ABOUT THIS EXERCISE -> Your answer should be a single number: how many lines of the material below contain "Option".

DATASET EXTRACT ->
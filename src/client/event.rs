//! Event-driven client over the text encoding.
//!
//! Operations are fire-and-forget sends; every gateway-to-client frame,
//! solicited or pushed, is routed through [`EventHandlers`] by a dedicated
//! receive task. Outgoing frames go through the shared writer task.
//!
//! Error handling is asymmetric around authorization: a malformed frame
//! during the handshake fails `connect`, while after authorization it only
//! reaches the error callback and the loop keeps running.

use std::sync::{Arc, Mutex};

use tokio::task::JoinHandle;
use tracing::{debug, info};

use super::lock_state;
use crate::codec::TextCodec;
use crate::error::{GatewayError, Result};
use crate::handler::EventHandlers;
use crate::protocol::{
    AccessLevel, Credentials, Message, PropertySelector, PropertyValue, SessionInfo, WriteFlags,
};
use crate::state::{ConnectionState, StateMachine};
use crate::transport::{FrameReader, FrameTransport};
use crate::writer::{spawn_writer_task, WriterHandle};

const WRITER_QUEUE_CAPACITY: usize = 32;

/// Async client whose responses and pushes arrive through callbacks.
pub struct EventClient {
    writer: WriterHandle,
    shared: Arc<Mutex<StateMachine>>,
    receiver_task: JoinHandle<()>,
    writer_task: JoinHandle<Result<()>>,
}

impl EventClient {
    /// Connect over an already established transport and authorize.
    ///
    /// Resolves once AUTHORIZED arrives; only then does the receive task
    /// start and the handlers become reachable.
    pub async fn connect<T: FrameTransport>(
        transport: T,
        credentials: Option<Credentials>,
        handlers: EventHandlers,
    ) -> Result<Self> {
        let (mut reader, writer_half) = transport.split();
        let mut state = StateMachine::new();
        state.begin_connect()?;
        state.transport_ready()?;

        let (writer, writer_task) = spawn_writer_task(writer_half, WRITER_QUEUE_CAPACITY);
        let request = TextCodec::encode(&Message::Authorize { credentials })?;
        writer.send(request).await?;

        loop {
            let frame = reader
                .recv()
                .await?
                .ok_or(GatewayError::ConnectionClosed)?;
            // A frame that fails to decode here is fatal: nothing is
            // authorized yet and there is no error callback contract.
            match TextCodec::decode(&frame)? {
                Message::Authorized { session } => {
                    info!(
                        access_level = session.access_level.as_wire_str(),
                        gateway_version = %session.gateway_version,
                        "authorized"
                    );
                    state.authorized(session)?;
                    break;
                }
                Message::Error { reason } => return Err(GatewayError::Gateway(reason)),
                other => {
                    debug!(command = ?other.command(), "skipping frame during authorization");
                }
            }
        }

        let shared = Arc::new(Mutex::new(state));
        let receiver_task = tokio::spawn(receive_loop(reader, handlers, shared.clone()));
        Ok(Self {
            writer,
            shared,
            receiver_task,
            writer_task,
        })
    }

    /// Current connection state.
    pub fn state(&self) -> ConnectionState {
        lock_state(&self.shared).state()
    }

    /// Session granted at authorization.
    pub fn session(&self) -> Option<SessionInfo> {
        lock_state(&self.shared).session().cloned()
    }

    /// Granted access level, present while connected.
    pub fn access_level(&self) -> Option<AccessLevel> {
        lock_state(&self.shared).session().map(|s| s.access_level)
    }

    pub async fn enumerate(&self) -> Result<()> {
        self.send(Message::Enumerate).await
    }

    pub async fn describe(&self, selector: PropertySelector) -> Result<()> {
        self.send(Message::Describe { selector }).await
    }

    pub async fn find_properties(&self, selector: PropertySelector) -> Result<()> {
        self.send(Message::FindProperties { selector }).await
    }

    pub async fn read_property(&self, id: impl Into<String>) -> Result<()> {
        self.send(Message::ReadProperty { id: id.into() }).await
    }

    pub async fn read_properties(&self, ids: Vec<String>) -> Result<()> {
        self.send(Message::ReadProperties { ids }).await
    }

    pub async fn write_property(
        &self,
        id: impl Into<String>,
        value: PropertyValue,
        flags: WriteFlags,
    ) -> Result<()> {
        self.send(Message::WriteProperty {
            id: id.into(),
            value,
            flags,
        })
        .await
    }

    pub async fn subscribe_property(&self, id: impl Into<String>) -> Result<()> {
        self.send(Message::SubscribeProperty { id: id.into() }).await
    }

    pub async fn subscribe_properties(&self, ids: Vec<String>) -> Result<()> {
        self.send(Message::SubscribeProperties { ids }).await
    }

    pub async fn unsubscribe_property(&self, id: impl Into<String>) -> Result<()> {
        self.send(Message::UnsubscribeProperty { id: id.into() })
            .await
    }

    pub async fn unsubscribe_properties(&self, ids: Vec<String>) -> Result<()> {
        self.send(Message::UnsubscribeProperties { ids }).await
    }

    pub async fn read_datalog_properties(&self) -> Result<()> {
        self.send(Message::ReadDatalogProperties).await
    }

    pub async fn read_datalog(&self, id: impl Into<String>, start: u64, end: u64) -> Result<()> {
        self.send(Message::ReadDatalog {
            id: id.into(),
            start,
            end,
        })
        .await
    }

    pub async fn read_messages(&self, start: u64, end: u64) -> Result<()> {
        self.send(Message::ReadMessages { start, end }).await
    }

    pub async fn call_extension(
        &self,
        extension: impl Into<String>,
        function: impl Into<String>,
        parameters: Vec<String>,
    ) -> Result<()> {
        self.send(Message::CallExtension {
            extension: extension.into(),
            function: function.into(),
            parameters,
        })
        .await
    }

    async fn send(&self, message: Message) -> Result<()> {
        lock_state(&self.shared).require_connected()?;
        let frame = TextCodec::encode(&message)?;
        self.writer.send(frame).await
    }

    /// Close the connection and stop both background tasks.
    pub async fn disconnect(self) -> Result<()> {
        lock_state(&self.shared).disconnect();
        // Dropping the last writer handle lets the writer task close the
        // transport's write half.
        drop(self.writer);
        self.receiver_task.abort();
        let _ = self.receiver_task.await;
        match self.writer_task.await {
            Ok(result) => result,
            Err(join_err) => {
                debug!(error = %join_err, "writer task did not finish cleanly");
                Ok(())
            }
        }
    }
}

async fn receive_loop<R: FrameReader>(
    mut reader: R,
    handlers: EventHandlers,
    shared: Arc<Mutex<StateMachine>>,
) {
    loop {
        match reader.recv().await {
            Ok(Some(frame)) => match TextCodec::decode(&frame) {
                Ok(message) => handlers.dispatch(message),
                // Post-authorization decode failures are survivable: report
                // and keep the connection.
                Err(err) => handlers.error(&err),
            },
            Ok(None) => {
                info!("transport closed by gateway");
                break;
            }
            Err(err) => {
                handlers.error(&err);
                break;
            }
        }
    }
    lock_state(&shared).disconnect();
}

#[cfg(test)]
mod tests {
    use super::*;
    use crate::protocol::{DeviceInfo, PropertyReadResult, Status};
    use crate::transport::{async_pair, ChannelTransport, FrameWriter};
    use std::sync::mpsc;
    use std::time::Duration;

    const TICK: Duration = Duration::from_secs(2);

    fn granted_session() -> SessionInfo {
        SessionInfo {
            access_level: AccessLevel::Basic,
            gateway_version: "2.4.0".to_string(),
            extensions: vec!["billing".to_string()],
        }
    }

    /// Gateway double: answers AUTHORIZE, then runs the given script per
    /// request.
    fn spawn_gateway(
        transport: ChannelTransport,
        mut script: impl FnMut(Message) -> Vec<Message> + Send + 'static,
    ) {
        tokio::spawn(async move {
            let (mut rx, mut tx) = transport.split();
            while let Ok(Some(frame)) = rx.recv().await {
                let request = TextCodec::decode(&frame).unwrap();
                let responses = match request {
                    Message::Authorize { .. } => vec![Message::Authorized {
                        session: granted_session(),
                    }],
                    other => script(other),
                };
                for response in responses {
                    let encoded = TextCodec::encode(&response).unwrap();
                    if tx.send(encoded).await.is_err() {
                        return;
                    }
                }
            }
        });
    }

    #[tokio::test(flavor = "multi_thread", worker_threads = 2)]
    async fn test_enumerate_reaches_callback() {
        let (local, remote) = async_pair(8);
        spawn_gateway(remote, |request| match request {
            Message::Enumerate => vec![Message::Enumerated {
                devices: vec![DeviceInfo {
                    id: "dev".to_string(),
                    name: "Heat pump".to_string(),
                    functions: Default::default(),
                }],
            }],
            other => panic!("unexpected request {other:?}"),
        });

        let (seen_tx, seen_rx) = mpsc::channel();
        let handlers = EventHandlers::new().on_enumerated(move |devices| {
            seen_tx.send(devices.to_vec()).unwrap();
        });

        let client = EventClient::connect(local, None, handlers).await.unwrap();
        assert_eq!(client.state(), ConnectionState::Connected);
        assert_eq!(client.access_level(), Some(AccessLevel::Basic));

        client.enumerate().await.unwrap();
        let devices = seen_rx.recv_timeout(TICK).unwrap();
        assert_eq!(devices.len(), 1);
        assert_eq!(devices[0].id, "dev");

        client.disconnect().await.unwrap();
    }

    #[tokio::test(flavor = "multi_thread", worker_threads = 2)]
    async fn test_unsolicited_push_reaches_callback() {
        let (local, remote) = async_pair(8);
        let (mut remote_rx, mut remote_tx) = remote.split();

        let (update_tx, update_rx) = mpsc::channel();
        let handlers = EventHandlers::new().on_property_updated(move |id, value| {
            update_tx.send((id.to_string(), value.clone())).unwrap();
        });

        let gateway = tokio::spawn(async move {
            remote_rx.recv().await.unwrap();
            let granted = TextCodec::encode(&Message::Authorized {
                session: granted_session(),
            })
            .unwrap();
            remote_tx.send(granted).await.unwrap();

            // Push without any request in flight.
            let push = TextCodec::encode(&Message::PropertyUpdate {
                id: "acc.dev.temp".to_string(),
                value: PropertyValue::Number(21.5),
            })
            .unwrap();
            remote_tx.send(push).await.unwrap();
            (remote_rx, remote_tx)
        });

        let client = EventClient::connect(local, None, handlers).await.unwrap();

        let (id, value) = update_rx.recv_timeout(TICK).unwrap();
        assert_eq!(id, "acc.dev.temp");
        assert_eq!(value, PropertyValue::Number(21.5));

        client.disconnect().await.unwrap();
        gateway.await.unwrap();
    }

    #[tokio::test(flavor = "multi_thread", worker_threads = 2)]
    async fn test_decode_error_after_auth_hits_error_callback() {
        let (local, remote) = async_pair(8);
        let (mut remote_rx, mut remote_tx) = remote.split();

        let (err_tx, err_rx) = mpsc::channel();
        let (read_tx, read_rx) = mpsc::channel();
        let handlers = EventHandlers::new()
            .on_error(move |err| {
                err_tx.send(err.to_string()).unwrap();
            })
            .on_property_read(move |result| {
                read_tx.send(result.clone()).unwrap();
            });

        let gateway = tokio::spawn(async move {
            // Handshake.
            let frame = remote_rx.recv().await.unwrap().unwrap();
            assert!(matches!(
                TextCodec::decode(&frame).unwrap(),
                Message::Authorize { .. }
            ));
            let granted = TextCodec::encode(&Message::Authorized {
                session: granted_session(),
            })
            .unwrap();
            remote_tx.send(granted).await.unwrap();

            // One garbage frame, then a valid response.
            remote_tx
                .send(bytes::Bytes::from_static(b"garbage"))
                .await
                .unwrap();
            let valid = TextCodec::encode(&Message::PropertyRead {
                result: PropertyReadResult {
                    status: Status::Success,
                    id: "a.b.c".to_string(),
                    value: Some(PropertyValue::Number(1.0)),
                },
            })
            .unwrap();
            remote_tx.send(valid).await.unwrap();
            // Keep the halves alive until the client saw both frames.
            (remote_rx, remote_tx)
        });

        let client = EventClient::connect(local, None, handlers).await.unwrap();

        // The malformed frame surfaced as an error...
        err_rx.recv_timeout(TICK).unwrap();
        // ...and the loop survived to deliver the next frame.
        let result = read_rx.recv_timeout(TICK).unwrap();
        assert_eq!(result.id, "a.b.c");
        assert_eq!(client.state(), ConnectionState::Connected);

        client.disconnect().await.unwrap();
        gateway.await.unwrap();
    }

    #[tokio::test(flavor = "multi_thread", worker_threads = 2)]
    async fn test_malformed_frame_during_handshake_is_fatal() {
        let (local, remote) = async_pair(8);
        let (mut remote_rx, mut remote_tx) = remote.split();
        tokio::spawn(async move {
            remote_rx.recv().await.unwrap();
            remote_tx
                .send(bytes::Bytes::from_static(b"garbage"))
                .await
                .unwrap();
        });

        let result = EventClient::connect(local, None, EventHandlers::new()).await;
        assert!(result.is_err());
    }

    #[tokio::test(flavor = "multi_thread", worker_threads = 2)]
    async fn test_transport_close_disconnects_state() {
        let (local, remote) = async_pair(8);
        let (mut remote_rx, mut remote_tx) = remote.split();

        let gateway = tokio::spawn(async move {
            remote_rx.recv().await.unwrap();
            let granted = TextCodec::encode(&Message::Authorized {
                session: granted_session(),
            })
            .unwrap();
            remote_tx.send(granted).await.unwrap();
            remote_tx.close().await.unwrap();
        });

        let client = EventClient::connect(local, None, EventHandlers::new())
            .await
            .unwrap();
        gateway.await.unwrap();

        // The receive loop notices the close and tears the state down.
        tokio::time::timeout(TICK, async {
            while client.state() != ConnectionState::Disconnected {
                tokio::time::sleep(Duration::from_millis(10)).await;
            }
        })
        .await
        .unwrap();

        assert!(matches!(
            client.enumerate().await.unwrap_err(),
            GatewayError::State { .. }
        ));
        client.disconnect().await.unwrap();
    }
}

EXPECTED ANSWER -> 3